impl<'a> Parser<'a> {
    /// Create a new reader with default configuration
    pub fn new(input: &'a [u8]) -> Self {
        Self::with_config(input, Config::default())
    }

    /// Create a new reader with custom configuration
    pub fn with_config(input: &'a [u8], config: Config) -> Self {
        let input_len = input.len();
        let input = input.strip_prefix(BOM).unwrap_or(input);
        Self {
            cursor: Cursor::new(input),
            config,
            input_len,
            open: Vec::new(),
            pending_end: None,
            root_seen: false,
            size_checked: false,
        }
    }

    /// Current element nesting depth
    pub fn depth(&self) -> usize {
        self.open.len()
    }

    /// Get the next event, or `None` once the document is complete
    pub fn next_event(&mut self) -> Result<Option<Event>> {
        if !self.size_checked {
            self.size_checked = true;
            if self.config.max_size > 0 && self.input_len > self.config.max_size {
                return Err(Error::at(
                    ErrorKind::MaxSizeExceeded {
                        max: self.config.max_size,
                    },
                    self.cursor.position(),
                ));
            }
        }

        if let Some(name) = self.pending_end.take() {
            self.open.pop();
            return Ok(Some(Event::End { name }));
        }

        loop {
            if self.open.is_empty() {
                match self.next_outside_root()? {
                    Some(event) => return Ok(Some(event)),
                    None if self.cursor.is_eof() => return Ok(None),
                    None => continue,
                }
            }

            if let Some(event) = self.next_inside_root()? {
                return Ok(Some(event));
            }
        }
    }

    /// Collect every remaining event
    pub fn events(&mut self) -> Result<Vec<Event>> {
        let mut events = Vec::new();
        while let Some(event) = self.next_event()? {
            events.push(event);
        }
        Ok(events)
    }

    fn next_outside_root(&mut self) -> Result<Option<Event>> {
        self.cursor.skip_whitespace();
        if self.cursor.is_eof() {
            return Ok(None);
        }

        if self.cursor.current() != Some(b'<') {
            return Err(self.error(ErrorKind::TextOutsideRoot));
        }

        match self.cursor.peek(1) {
            Some(b'?') => self.skip_processing_instruction().map(|()| None),
            Some(b'!') if self.cursor.starts_with(b"<!--") => self.skip_comment().map(|()| None),
            Some(b'!') if !self.root_seen && self.cursor.starts_with(b"<!DOCTYPE") => {
                self.skip_doctype().map(|()| None)
            }
            Some(b'!') => Err(self.error_here("unexpected markup declaration")),
            Some(b'/') => {
                self.cursor.advance_by(2);
                let name = self.parse_name()?;
                Err(self.error(ErrorKind::UnexpectedClosingTag { name }))
            }
            _ if self.root_seen => Err(self.error(ErrorKind::MultipleRoots)),
            _ => {
                self.root_seen = true;
                self.parse_start_tag().map(Some)
            }
        }
    }

    fn next_inside_root(&mut self) -> Result<Option<Event>> {
        if self.cursor.is_eof() {
            return Err(self.error(ErrorKind::UnexpectedEof));
        }

        if self.cursor.current() != Some(b'<') {
            return self.parse_text().map(Some);
        }

        match self.cursor.peek(1) {
            Some(b'/') => self.parse_end_tag().map(Some),
            Some(b'?') => self.skip_processing_instruction().map(|()| None),
            Some(b'!') if self.cursor.starts_with(b"<!--") => self.skip_comment().map(|()| None),
            Some(b'!') if self.cursor.starts_with(b"<![CDATA[") => self.parse_cdata().map(Some),
            Some(b'!') => Err(self.error_here("unexpected markup declaration")),
            _ => self.parse_start_tag().map(Some),
        }
    }

    fn parse_start_tag(&mut self) -> Result<Event> {
        // cursor at '<'
        self.cursor.advance();
        let name = self.parse_name()?;
        let attributes = self.parse_attributes()?;

        if self.config.max_depth > 0 && self.open.len() >= usize::from(self.config.max_depth) {
            return Err(self.error(ErrorKind::MaxDepthExceeded {
                max: self.config.max_depth,
            }));
        }

        if self.cursor.consume(b'/') {
            self.expect_byte(b'>')?;
            self.pending_end = Some(name.clone());
        } else {
            self.expect_byte(b'>')?;
        }

        self.open.push(name.clone());
        Ok(Event::Start { name, attributes })
    }

    fn parse_end_tag(&mut self) -> Result<Event> {
        // cursor at "</"
        self.cursor.advance_by(2);
        let name = self.parse_name()?;
        self.cursor.skip_whitespace();
        self.expect_byte(b'>')?;

        match self.open.pop() {
            Some(expected) if expected == name => Ok(Event::End { name }),
            Some(expected) => Err(self.error(ErrorKind::MismatchedTag {
                expected,
                found: name,
            })),
            None => Err(self.error(ErrorKind::UnexpectedClosingTag { name })),
        }
    }

    fn parse_attributes(&mut self) -> Result<IndexMap<String, String>> {
        let mut attrs = IndexMap::new();

        loop {
            self.cursor.skip_whitespace();
            match self.cursor.current() {
                Some(b'/' | b'>') => break,
                Some(_) => {}
                None => return Err(self.error(ErrorKind::UnexpectedEof)),
            }

            let name = self.parse_name()?;
            self.cursor.skip_whitespace();
            self.expect_byte(b'=')?;
            self.cursor.skip_whitespace();
            let value = self.parse_attribute_value()?;

            if attrs.contains_key(&name) {
                return Err(self.error(ErrorKind::DuplicateAttribute { name }));
            }
            attrs.insert(name, value);
        }

        Ok(attrs)
    }

    fn parse_attribute_value(&mut self) -> Result<String> {
        let quote = match self.cursor.current() {
            Some(q @ (b'"' | b'\'')) => q,
            _ => return Err(self.error_here("expected quoted attribute value")),
        };
        self.cursor.advance();

        let start = self.cursor.pos();
        while let Some(b) = self.cursor.current() {
            if b == quote {
                let raw = self.cursor.slice_from(start);
                self.cursor.advance();
                let normalized = normalize_attribute_value(self.bytes_to_str(raw)?);
                return self.decode_entities(&normalized);
            }
            if b == b'<' {
                return Err(self.error_here("'<' in attribute value"));
            }
            self.cursor.advance();
        }

        Err(self.error(ErrorKind::UnexpectedEof))
    }

    fn parse_text(&mut self) -> Result<Event> {
        let start = self.cursor.pos();
        while let Some(b) = self.cursor.current() {
            if b == b'<' {
                break;
            }
            self.cursor.advance();
        }

        let raw = self.cursor.slice_from(start);
        let normalized = normalize_line_endings(self.bytes_to_str(raw)?);
        let text = self.decode_entities(&normalized)?;
        Ok(Event::Text(text))
    }

    fn parse_cdata(&mut self) -> Result<Event> {
        self.cursor.advance_by(b"<![CDATA[".len());
        let start = self.cursor.pos();
        while !self.cursor.is_eof() {
            if self.cursor.starts_with(b"]]>") {
                let raw = self.cursor.slice_from(start);
                self.cursor.advance_by(3);
                let text = normalize_line_endings(self.bytes_to_str(raw)?);
                return Ok(Event::Text(text.into_owned()));
            }
            self.cursor.advance();
        }
        Err(self.error(ErrorKind::UnexpectedEof))
    }

    fn parse_name(&mut self) -> Result<String> {
        let start = self.cursor.pos();

        match self.cursor.current() {
            Some(b) if is_name_start(b) => self.cursor.advance(),
            Some(_) => return Err(self.error(ErrorKind::InvalidName)),
            None => return Err(self.error(ErrorKind::UnexpectedEof)),
        }

        while let Some(b) = self.cursor.current() {
            if is_name_char(b) {
                self.cursor.advance();
            } else {
                break;
            }
        }

        let raw = self.cursor.slice_from(start);
        self.bytes_to_str(raw).map(str::to_string)
    }

    fn skip_comment(&mut self) -> Result<()> {
        self.cursor.advance_by(4);
        self.skip_until(b"-->")
    }

    fn skip_processing_instruction(&mut self) -> Result<()> {
        self.cursor.advance_by(2);
        self.skip_until(b"?>")
    }

    /// Skip `<!DOCTYPE ...>` including any bracketed internal subset
    fn skip_doctype(&mut self) -> Result<()> {
        self.cursor.advance_by(b"<!DOCTYPE".len());
        let mut brackets = 0usize;
        let mut quote = None;

        while let Some(b) = self.cursor.current() {
            self.cursor.advance();
            match (quote, b) {
                (Some(q), _) if b == q => quote = None,
                (Some(_), _) => {}
                (None, b'"' | b'\'') => quote = Some(b),
                (None, b'[') => brackets += 1,
                (None, b']') => brackets = brackets.saturating_sub(1),
                (None, b'>') if brackets == 0 => return Ok(()),
                _ => {}
            }
        }

        Err(self.error(ErrorKind::UnexpectedEof))
    }

    fn skip_until(&mut self, pattern: &[u8]) -> Result<()> {
        while !self.cursor.is_eof() {
            if self.cursor.starts_with(pattern) {
                self.cursor.advance_by(pattern.len());
                return Ok(());
            }
            self.cursor.advance();
        }
        Err(self.error(ErrorKind::UnexpectedEof))
    }

    fn expect_byte(&mut self, expected: u8) -> Result<()> {
        if self.cursor.consume(expected) {
            Ok(())
        } else {
            Err(self.error_here(format!("expected '{}'", char::from(expected))))
        }
    }

    fn bytes_to_str<'b>(&self, bytes: &'b [u8]) -> Result<&'b str> {
        std::str::from_utf8(bytes).map_err(|_| self.error(ErrorKind::InvalidUtf8))
    }

    fn decode_entities(&self, input: &str) -> Result<String> {
        if !input.contains('&') {
            return Ok(input.to_string());
        }

        let mut result = String::with_capacity(input.len());
        let mut rest = input;
        while let Some(amp) = rest.find('&') {
            let (head, tail) = rest.split_at(amp);
            result.push_str(head);

            let tail = tail.get(1..).unwrap_or_default();
            let Some(semi) = tail.find(';') else {
                return Err(self.error(ErrorKind::InvalidEntity {
                    entity: tail.to_string(),
                }));
            };
            let (entity, after) = tail.split_at(semi);

            match decode_entity(entity) {
                Some(ch) => result.push(ch),
                None => {
                    return Err(self.error(ErrorKind::InvalidEntity {
                        entity: entity.to_string(),
                    }));
                }
            }
            rest = after.get(1..).unwrap_or_default();
        }
        result.push_str(rest);

        Ok(result)
    }

    fn error(&self, kind: ErrorKind) -> Error {
        Error::at(kind, self.cursor.position())
    }

    fn error_here(&self, message: impl Into<String>) -> Error {
        let pos = self.cursor.position();
        Error::with_message(ErrorKind::InvalidToken, Span::at(pos), message)
    }
}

——

GOAL OF THE EXERCISE: Extract, from the listing above, every line where the string "attrs" occurs.

RESULT OF THE TASK:
        let mut attrs = IndexMap::new();
            if attrs.contains_key(&name) {
            attrs.insert(name, value);
        Ok(attrs)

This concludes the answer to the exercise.